Mais les autres membres du casting ne sont pas en reste. Avec un gros coup de cœur pour RJ Mitte qui joue le fils handicapé, adolescent qui aimerait être comme les autres mais ne peut pas. Un enfant qui veut se rebeller comme tout ado, mais qui se révèle d’une sensibilité et d’une perspicacité à toute épreuve. Il perce à jour les émotions et v0it au plus profond des gens. Il est si juste dans ses remarques, si précis, il va droit au but en peu de mots. Touchant, poignant. Dur aussi, parfois très dur. Il y aussi Aaron Paul, dans le rôle de Jesse, le petit dealer au parler de la rue (merci les sous-titres), le type complètement à l’opposé de Walter et qui compose avec lui un duo extraordinaire fait de conflits et de compromis. Il tient très bien la route. Encore un mot sur Anna Gun qui interprète la femme de Walter, elle aussi si touchante. Une femme qui défend sa famille, sensible. Au final, une belle brochette pour des rôles réussis.
D’ailleurs ces rôles sont vraiment bons. Pas un qui ne soit vraiment monolithique (même le flic de la DEA fume du cubain importé). Chacun a ses bons et mauvais côtés. Il y a cette découverte du mauvais côté de Marie, une scène juste fabuleuse où on se dit « elle aussi… » Parce que ces gens si propres de la bonne société ne sont pas fondamentalement bons non plus. La série nous montre le conflit, le contact entre les deux mondes. D’un côté la société bourgeoise, soi-disant bien pensante, engoncée dans sa petite vie dorée en cherchant à évacuer tous les soucis. De l’autre la rue, les dealers, les paumés addicts au crack et à la meth, qui ne veulent souvent même plus s’en sortir. Un clash d’autant plus fort que les deux mondes se mêlent au travers de l’association Walter-Jesse (sans parler du beau-frère à la DEA qui côtoie sans cesse l’autre aspect).

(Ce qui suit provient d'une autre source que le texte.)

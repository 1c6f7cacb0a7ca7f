use chrono::{DateTime, Utc};
use serde::{Deserialize, Serialize};
use std::fmt;
use std::str::FromStr;
use uuid::Uuid;

use crate::error::VigilError;

/// Corrective operation the orchestrator can take
#[derive(Debug, Clone, Copy, PartialEq, Eq, Hash, Serialize, Deserialize)]
#[serde(rename_all = "snake_case")]
pub enum RemediationAction {
    Restart,
    ClearCache,
    CircuitBreak,
    None,
}

impl RemediationAction {
    pub fn as_str(&self) -> &'static str {
        match self {
            RemediationAction::Restart => "restart",
            RemediationAction::ClearCache => "clear_cache",
            RemediationAction::CircuitBreak => "circuit_break",
            RemediationAction::None => "none",
        }
    }

    pub fn is_none(&self) -> bool {
        matches!(self, RemediationAction::None)
    }
}

impl fmt::Display for RemediationAction {
    fn fmt(&self, f: &mut fmt::Formatter<'_>) -> fmt::Result {
        f.write_str(self.as_str())
    }
}

impl FromStr for RemediationAction {
    type Err = VigilError;

    fn from_str(s: &str) -> Result<Self, Self::Err> {
        match s.trim().to_ascii_lowercase().replace('-', "_").as_str() {
            "restart" => Ok(RemediationAction::Restart),
            "clear_cache" | "cache_clear" => Ok(RemediationAction::ClearCache),
            "circuit_break" => Ok(RemediationAction::CircuitBreak),
            "none" => Ok(RemediationAction::None),
            other => Err(VigilError::InvalidAction(other.to_string())),
        }
    }
}

/// Why a remediation was attempted
#[derive(Debug, Clone, Copy, PartialEq, Eq, Hash, Serialize, Deserialize)]
#[serde(rename_all = "snake_case")]
pub enum IssueType {
    ServiceUnhealthy,
    /// Preventive maintenance of a slow but answering dependency
    ServiceDegraded,
    CircuitOpen,
    ManualTrigger,
    /// The executor raised instead of reporting an outcome
    RemediationError,
}

impl IssueType {
    pub fn as_str(&self) -> &'static str {
        match self {
            IssueType::ServiceUnhealthy => "service_unhealthy",
            IssueType::ServiceDegraded => "service_degraded",
            IssueType::CircuitOpen => "circuit_open",
            IssueType::ManualTrigger => "manual_trigger",
            IssueType::RemediationError => "remediation_error",
        }
    }
}

impl fmt::Display for IssueType {
    fn fmt(&self, f: &mut fmt::Formatter<'_>) -> fmt::Result {
        f.write_str(self.as_str())
    }
}

/// Immutable audit record of one remediation attempt
#[derive(Debug, Clone, PartialEq, Serialize, Deserialize)]
pub struct RemediationEvent {
    pub id: Uuid,
    pub dependency: String,
    pub issue: IssueType,
    pub action: RemediationAction,
    pub success: bool,
    pub timestamp: DateTime<Utc>,
    #[serde(default)]
    pub details: serde_json::Map<String, serde_json::Value>,
}

impl RemediationEvent {
    pub fn new(
        dependency: impl Into<String>,
        issue: IssueType,
        action: RemediationAction,
        success: bool,
        details: serde_json::Map<String, serde_json::Value>,
    ) -> Self {
        Self {
            id: Uuid::new_v4(),
            dependency: dependency.into(),
            issue,
            action,
            success,
            timestamp: Utc::now(),
            details,
        }
    }
}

Breaking Bad c’est aussi une réalisation aux petits oignons. De belles images, des cadrages réussis, une histoire qui se tient et qui nous tient en haleine. Un rythme agréable, passant entre les différentes intrigues (l’histoire de dope, le cancer, la famille, etc.) de manière très fluide. pas d’allongement artificiel, la saison tenant sur ses 7 épisodes. Les réalisateurs rendent vraiment bien le tout et on ne peut qu’être emporté dans cette histoire à la fois dure et touchante (au bord des larmes parfois). Et puis c’est pas du petit lait. La réalité n’est pas diluée pour faire de l’audience puisque la série reste réservée à un public averti. Sexe, drogue, vulgarité, violence, oui tout cela y est. C’est de la réalité, du dur, pas du bisounours-style. On aime ou on n’aime pas. Mais ça fonctionne parfaitement.